** TASK MATERIAL **
-------

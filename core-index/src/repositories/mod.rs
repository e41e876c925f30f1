//! Repository traits and SQLite implementations for the persisted index.

pub mod media;
pub mod scan_metadata;

pub use media::{MediaRepository, SqliteMediaRepository};
pub use scan_metadata::{ScanMetadataRepository, SqliteScanMetadataRepository};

-------

** PROBLEM TO SOLVE **
Output the records in full, exactly.

** TASK ANSWER **
filename core-index/src/repositories/mod.rs
repository e41e876c925f30f1
//! Repository traits and SQLite implementations for the persisted index.

pub mod media;
pub mod scan_metadata;

pub use media::{MediaRepository, SqliteMediaRepository};
pub use scan_metadata::{ScanMetadataRepository, SqliteScanMetadataRepository};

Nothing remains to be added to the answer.